Two main types of RFID implants. On the left, a cylinder-shaped implant. On the right, a flat rectangular-shaped implant.
Figure 2.
Radiographic image of a hand with an implanted RFID chip in the first dorsal web space.
Concerns
The US Food and Drug Administration released a guidance document concerning implantable RFID chips in 2004. They stated potential risks of adverse tissue reactions, migration of the transponder, electromagnetic interference, information compromise, magnetic resonance imaging (MRI) incompatibility, and failure of the implanted transponder.10
Infection
An RFID chip is considered a foreign body, currently most often introduced by nonmedical professionals, such as tattoo artists. This raises questions about the sterility of such procedures. Similar to other medical devices, the implantation of an RFID chip carries the risk of a foreign body related–infection. A variety of microorganisms may be involved as pathogens, of which Staphylococcus aureus is the most frequent. S. aureus has the ability to adhere to materials and form a biofilm, making removal of the foreign body often inevitable because of the ineffectiveness of antibiotic treatment alone.11 If neglected, delayed diagnosis of hand infections can result in poor outcomes with functional deficits. We found one case report describing a foreign body related–infection after implantation of an RFID chip that was adequately treated with implant removal and antibiotic therapy.12
Adverse tissue reactions
Radiofrequency identification implants have been used in animals for decades. Most of them are placed subcutaneously in dogs, cats, rodents, and birds without issues and complications.13 A foreign body granuloma can form secondary to foreign material. In humans, cases have been described where an implant causes tendinopathy and even sterile osteitis if the foreign body is in contact with the periosteum.14 In animals, rare reports of microchip-associated fibrosarcoma have been published. The local inflammatory reaction caused by the implant could have been responsible for neoplastic initiation.15
Magnetic resonance compatibility
There have been multiple studies to evaluate the effect of MRI on RFID functioning in veterinary medicine. These studies evaluated magnetic field interactions, such as translation and torque, MRI-related heating, and artifacts. These studies found that measurable movements can occur, causing imaging artifacts. There was no heating or RFID chip dysfunction afterward.16 Similar studies of RFID implants in humans have not been performed. However, multiple authors tested externally worn RFID chips. Equivalent to the veterinary studies, they showed possible imaging artifacts that increased when using a stronger magnetic field. There was no measurable heating or movement of the chip.17 One case report of artifacts caused by an RFID chip inside silicone breast implants stated that these artifacts are not negligible.18 In the human hand, one can imagine the possible difficulties these artifacts could raise in diagnosing pathologies.

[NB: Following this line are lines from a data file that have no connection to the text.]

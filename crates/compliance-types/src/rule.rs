//! Versioned compliance rules

use chrono::{DateTime, Utc};
use serde::{Deserialize, Serialize};
use uuid::Uuid;

/// Rule category
#[derive(Debug, Clone, Copy, PartialEq, Eq, Serialize, Deserialize)]
#[serde(rename_all = "lowercase")]
pub enum RuleCategory {
    Regulatory,
    Brand,
    Seo,
}

impl RuleCategory {
    pub fn as_str(&self) -> &'static str {
        match self {
            RuleCategory::Regulatory => "regulatory",
            RuleCategory::Brand => "brand",
            RuleCategory::Seo => "seo",
        }
    }

    /// Parse a category label, accepting the upper-case spellings LLM
    /// responses tend to use.
    pub fn parse(label: &str) -> Option<Self> {
        match label.to_lowercase().as_str() {
            "regulatory" | "irdai" => Some(RuleCategory::Regulatory),
            "brand" => Some(RuleCategory::Brand),
            "seo" => Some(RuleCategory::Seo),
            _ => None,
        }
    }
}

/// Rule severity
#[derive(Debug, Clone, Copy, PartialEq, Eq, Serialize, Deserialize)]
#[serde(rename_all = "lowercase")]
pub enum RuleSeverity {
    Low,
    Medium,
    High,
}

impl RuleSeverity {
    pub fn as_str(&self) -> &'static str {
        match self {
            RuleSeverity::Low => "low",
            RuleSeverity::Medium => "medium",
            RuleSeverity::High => "high",
        }
    }

    pub fn parse(label: &str) -> Option<Self> {
        match label.to_lowercase().as_str() {
            "low" => Some(RuleSeverity::Low),
            "medium" => Some(RuleSeverity::Medium),
            "high" => Some(RuleSeverity::High),
            _ => None,
        }
    }
}

/// A single versioned rule row.
///
/// Updating a rule never mutates an existing row: the current version is
/// deactivated and a new row is inserted at `max(version for the lineage) + 1`.
/// Only rows with `is_active` participate in compliance evaluation.
#[derive(Debug, Clone, Serialize, Deserialize)]
pub struct Rule {
    pub rule_id: Uuid,
    pub rule_text: String,
    pub category: RuleCategory,
    pub severity: RuleSeverity,
    pub is_active: bool,
    pub version: i32,
    pub created_by: Uuid,
    pub created_at: DateTime<Utc>,
    pub updated_at: DateTime<Utc>,
}

impl Rule {
    /// Build a fresh version-1 rule row.
    pub fn new(
        rule_text: String,
        category: RuleCategory,
        severity: RuleSeverity,
        created_by: Uuid,
    ) -> Self {
        let now = Utc::now();
        Self {
            rule_id: Uuid::new_v4(),
            rule_text,
            category,
            severity,
            is_active: true,
            version: 1,
            created_by,
            created_at: now,
            updated_at: now,
        }
    }
}
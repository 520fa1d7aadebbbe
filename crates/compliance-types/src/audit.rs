//! Append-only audit log entries
//!
//! Entries are created once and never mutated or deleted.

use chrono::{DateTime, Utc};
use serde::{Deserialize, Serialize};
use uuid::Uuid;

#[derive(Debug, Clone, Serialize, Deserialize)]
pub struct AuditLogEntry {
    pub log_id: Uuid,
    /// e.g. "rule_created", "document_checked", "content_generated"
    pub action_type: String,
    pub actor_id: Uuid,
    pub resource_type: Option<String>,
    pub resource_id: Option<Uuid>,
    pub decision_summary: Option<String>,
    pub rule_version_used: Option<i32>,
    pub created_at: DateTime<Utc>,
}

impl AuditLogEntry {
    pub fn new(action_type: &str, actor_id: Uuid) -> Self {
        Self {
            log_id: Uuid::new_v4(),
            action_type: action_type.to_string(),
            actor_id,
            resource_type: None,
            resource_id: None,
            decision_summary: None,
            rule_version_used: None,
            created_at: Utc::now(),
        }
    }

    pub fn with_resource(mut self, resource_type: &str, resource_id: Uuid) -> Self {
        self.resource_type = Some(resource_type.to_string());
        self.resource_id = Some(resource_id);
        self
    }

    pub fn with_summary(mut self, summary: impl Into<String>) -> Self {
        self.decision_summary = Some(summary.into());
        self
    }

    pub fn with_rule_version(mut self, version: i32) -> Self {
        self.rule_version_used = Some(version);
        self
    }
}
//! Groq provider
//!
//! OpenAI-compatible chat completions. Groq exposes no embedding endpoint,
//! so embedding requests delegate to the Gemini embedding model.

use super::{json_instruction, parse_structured_response, GeminiClient, Generation, LlmProvider, TokenUsage};
use crate::error::{ComplianceError, Result};
use async_trait::async_trait;
use serde::Deserialize;
use serde_json::json;
use std::time::Duration;

const CHAT_COMPLETIONS_URL: &str = "https://api.groq.com/openai/v1/chat/completions";
const MODEL: &str = "llama-3.3-70b-versatile";

pub struct GroqClient {
    http: reqwest::Client,
    api_key: String,
    embedder: GeminiClient,
}

#[derive(Deserialize)]
struct ChatCompletionResponse {
    #[serde(default)]
    choices: Vec<Choice>,
    usage: Option<Usage>,
}

#[derive(Deserialize)]
struct Choice {
    message: Message,
}

#[derive(Deserialize)]
struct Message {
    #[serde(default)]
    content: String,
}

#[derive(Deserialize)]
struct Usage {
    #[serde(default)]
    prompt_tokens: u32,
    #[serde(default)]
    completion_tokens: u32,
}

impl GroqClient {
    pub fn new(api_key: String, gemini_api_key: String, timeout: Duration) -> anyhow::Result<Self> {
        let http = reqwest::Client::builder().timeout(timeout).build()?;
        let embedder = GeminiClient::new(gemini_api_key, timeout)?;
        Ok(Self {
            http,
            api_key,
            embedder,
        })
    }
}

#[async_trait]
impl LlmProvider for GroqClient {
    async fn generate(
        &self,
        prompt: &str,
        system_prompt: Option<&str>,
        temperature: f32,
        max_tokens: u32,
    ) -> Result<Generation> {
        let mut messages = Vec::new();
        if let Some(system) = system_prompt {
            messages.push(json!({ "role": "system", "content": system }));
        }
        messages.push(json!({ "role": "user", "content": prompt }));

        let body = json!({
            "model": MODEL,
            "messages": messages,
            "temperature": temperature,
            "max_tokens": max_tokens,
        });

        let response = self
            .http
            .post(CHAT_COMPLETIONS_URL)
            .bearer_auth(&self.api_key)
            .json(&body)
            .send()
            .await
            .map_err(|e| ComplianceError::LlmCallFailed(format!("Groq request: {e}")))?
            .error_for_status()
            .map_err(|e| ComplianceError::LlmCallFailed(format!("Groq status: {e}")))?
            .json::<ChatCompletionResponse>()
            .await
            .map_err(|e| ComplianceError::LlmCallFailed(format!("Groq response: {e}")))?;

        let content = response
            .choices
            .into_iter()
            .next()
            .map(|c| c.message.content)
            .ok_or_else(|| ComplianceError::LlmCallFailed("Groq returned no choices".into()))?;

        let usage = response
            .usage
            .map(|u| TokenUsage {
                prompt_tokens: u.prompt_tokens,
                completion_tokens: u.completion_tokens,
            })
            .unwrap_or_default();

        Ok(Generation { content, usage })
    }

    async fn generate_structured(
        &self,
        prompt: &str,
        system_prompt: Option<&str>,
        response_schema: Option<&serde_json::Value>,
    ) -> Result<serde_json::Value> {
        let instruction = json_instruction(response_schema);
        let full_system = match system_prompt {
            Some(system) => format!("{system}\n\n{instruction}"),
            None => instruction,
        };

        let generation = self.generate(prompt, Some(&full_system), 0.3, 2000).await?;
        parse_structured_response(&generation.content)
    }

    async fn create_embedding(&self, text: &str) -> Result<Vec<f32>> {
        self.embedder.create_embedding(text).await
    }
}
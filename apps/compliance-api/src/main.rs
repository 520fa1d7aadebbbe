//! Compliance Server - HTTP API for the content review pipeline
//!
//! Provides REST endpoints for:
//! - Compliant content generation from prompts
//! - Document upload and compliance review
//! - Rule administration (versioning, duplicate checks, PDF extraction)
//! - Submission approval workflow and audit trail

use anyhow::Result;
use axum::{
    routing::{get, post, put},
    Router,
};
use std::net::SocketAddr;
use std::sync::Arc;
use tower_http::trace::TraceLayer;
use tracing::info;

mod handlers;
mod state;

use state::AppState;

#[tokio::main]
async fn main() -> Result<()> {
    // Initialize tracing
    tracing_subscriber::fmt()
        .with_env_filter(
            tracing_subscriber::EnvFilter::from_default_env()
                .add_directive("compliance_api=info".parse()?)
                .add_directive("compliance_core=info".parse()?)
                .add_directive("tower_http=debug".parse()?),
        )
        .init();

    // Initialize application state
    info!("Initializing application state...");
    let state = AppState::new()?;
    let state = Arc::new(state);

    // Build router
    let app = Router::new()
        // Health check
        .route("/health", get(handlers::health))
        // Agent endpoints
        .route("/agent/generate", post(handlers::generate))
        .route("/agent/check-document", post(handlers::check_document))
        .route("/agent/rewrite", post(handlers::rewrite))
        // Content administration
        .route("/admin/content", get(handlers::list_content))
        .route("/admin/content/:id", get(handlers::get_content))
        .route("/admin/content/:id/approve", post(handlers::approve_content))
        .route("/admin/content/:id/reject", post(handlers::reject_content))
        // Rule administration
        .route("/admin/rules", get(handlers::list_rules).post(handlers::create_rule))
        .route("/admin/rules/:id", put(handlers::update_rule))
        .route("/admin/rules/:id/activate", post(handlers::activate_rule))
        .route("/admin/rules/:id/deactivate", post(handlers::deactivate_rule))
        .route("/admin/rules/check-duplicate", post(handlers::check_duplicate))
        .route("/admin/rules/extract", post(handlers::extract_rules))
        .route("/admin/rules/sync-embeddings", post(handlers::sync_embeddings))
        // Audit trail
        .route("/admin/audit", get(handlers::list_audit))
        // Add middleware
        .layer(TraceLayer::new_for_http())
        .with_state(state);

    // Parse bind address
    let port: u16 = std::env::var("PORT")
        .ok()
        .and_then(|p| p.parse().ok())
        .unwrap_or(3000);

    let addr = SocketAddr::from(([0, 0, 0, 0], port));
    info!("Starting server on http://{}", addr);

    // Start server
    let listener = tokio::net::TcpListener::bind(addr).await?;
    axum::serve(listener, app).await?;

    Ok(())
}
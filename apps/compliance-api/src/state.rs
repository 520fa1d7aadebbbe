//! Application state for the Compliance Server
//!
//! Wires provider clients, in-memory repositories, and the pipeline
//! services from environment configuration.

use anyhow::Result;
use compliance_core::audit::{AuditSink, MemoryAuditSink};
use compliance_core::config::{Config, LlmBackend};
use compliance_core::providers::{GeminiClient, GroqClient, LlmProvider, PineconeClient, VectorProvider};
use compliance_core::rules::{MemoryRuleRepository, RuleService};
use compliance_core::{ContentPipeline, DuplicateDetector, MemorySubmissionRepository};
use std::sync::Arc;
use tracing::info;

/// Shared application state
pub struct AppState {
    pub pipeline: ContentPipeline,
    pub rule_service: RuleService,
    pub duplicates: DuplicateDetector,
    pub audit: Arc<dyn AuditSink>,
}

impl AppState {
    /// Initialize application state from environment configuration
    pub fn new() -> Result<Self> {
        let config = Config::from_env()?;
        info!(
            generator = ?config.generator_backend,
            reviewer = ?config.reviewer_backend,
            "Configuring LLM backends"
        );

        let generator = build_llm(config.generator_backend, &config)?;
        let reviewer = build_llm(config.reviewer_backend, &config)?;
        let vectors: Arc<dyn VectorProvider> = Arc::new(PineconeClient::new(
            config.pinecone_api_key.clone(),
            config.pinecone_host.clone(),
            config.request_timeout,
        )?);

        let rules = Arc::new(MemoryRuleRepository::new());
        let submissions = Arc::new(MemorySubmissionRepository::new());
        let audit: Arc<dyn AuditSink> = Arc::new(MemoryAuditSink::new());

        let pipeline = ContentPipeline::new(
            rules.clone(),
            submissions,
            generator.clone(),
            reviewer.clone(),
            vectors.clone(),
            audit.clone(),
            &config,
        )?;
        let rule_service =
            RuleService::new(rules.clone(), reviewer.clone(), vectors.clone(), audit.clone());
        let duplicates = DuplicateDetector::new(
            rules,
            reviewer,
            vectors,
            config.semantic_similarity_threshold,
        );

        Ok(Self {
            pipeline,
            rule_service,
            duplicates,
            audit,
        })
    }
}

fn build_llm(backend: LlmBackend, config: &Config) -> Result<Arc<dyn LlmProvider>> {
    Ok(match backend {
        LlmBackend::Gemini => Arc::new(GeminiClient::new(
            config.gemini_api_key.clone(),
            config.request_timeout,
        )?),
        LlmBackend::Groq => Arc::new(GroqClient::new(
            config.groq_api_key.clone(),
            config.gemini_api_key.clone(),
            config.request_timeout,
        )?),
    })
}
//! Append-only audit sink
//!
//! Every pipeline mutation writes an entry: rule create/update/activate/
//! deactivate, document checks, content generation, approval decisions.

use async_trait::async_trait;
use compliance_types::AuditLogEntry;
use tokio::sync::RwLock;

#[async_trait]
pub trait AuditSink: Send + Sync {
    /// Append one entry. Never mutates or deletes prior entries.
    async fn log(&self, entry: AuditLogEntry);

    async fn entries(&self) -> Vec<AuditLogEntry>;
}

/// In-memory audit sink retaining entries for inspection
#[derive(Default)]
pub struct MemoryAuditSink {
    entries: RwLock<Vec<AuditLogEntry>>,
}

impl MemoryAuditSink {
    pub fn new() -> Self {
        Self::default()
    }
}

#[async_trait]
impl AuditSink for MemoryAuditSink {
    async fn log(&self, entry: AuditLogEntry) {
        tracing::info!(
            action = %entry.action_type,
            actor = %entry.actor_id,
            resource = ?entry.resource_id,
            "audit"
        );
        self.entries.write().await.push(entry);
    }

    async fn entries(&self) -> Vec<AuditLogEntry> {
        self.entries.read().await.clone()
    }
}
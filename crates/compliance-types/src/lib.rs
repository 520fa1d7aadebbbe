//! Shared domain types for the compliance review backend
//!
//! This crate provides:
//! - Rule and rule versioning types
//! - Content submission and triggered-rule records
//! - Chunk records produced by the document pipeline
//! - Audit log entries

pub mod audit;
pub mod chunk;
pub mod content;
pub mod rule;

pub use audit::AuditLogEntry;
pub use chunk::Chunk;
pub use content::{
    ApprovalDecision, ApprovalStatus, ComplianceStatus, ContentSubmission, InputType, RuleRef,
    TriggeredRule, TriggeredStatus,
};
pub use rule::{Rule, RuleCategory, RuleSeverity};
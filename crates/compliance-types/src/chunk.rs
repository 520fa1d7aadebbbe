//! Token-bounded document chunks
//!
//! Chunks are ephemeral: one evaluation pass owns them and discards them
//! after aggregation.

use serde::{Deserialize, Serialize};

/// One token-bounded span of a source document
#[derive(Debug, Clone, Serialize, Deserialize)]
pub struct Chunk {
    pub text: String,
    pub token_count: usize,
    /// Best-effort source page (PDF inputs only).
    pub page: Option<u32>,
    /// Detected section header, truncated to 100 characters.
    pub section: Option<String>,
    pub start_token: usize,
    pub end_token: usize,
}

In conclusion, radiofrequency identification technology makes our lives more convenient. It allows contactless opening of doors and cars, payment, computer login, and storing all necessary personal and medical information. Implantation of this technology makes it permanently available for its carrier. The hand seems to be the most useful and accessible receptor body part. Although these devices have yet been implanted by mostly nonmedical professionals and only in a small subgroup of the population, the hand surgeon community should acknowledge the existence of this practice. The likelihood of encountering one in a hand surgery clinic is growing. Having notice of the technology involved and the different types of implants allows us to understand possible complications and eventual interference with clinical and radiological examinations. Magnetic resonance imaging studies are presumably safe. The threshold for removing these implants should be low in cases of soft tissue reaction or infection. We could raise the question if the hand surgeon community should take a more active role in formulating an optimal implantation technique, regarding the numerous important anatomical structures in the hand, given that they know the potential hazards.
Conflicts of Interest
No benefits in any form have been received or will be received related directly to this article.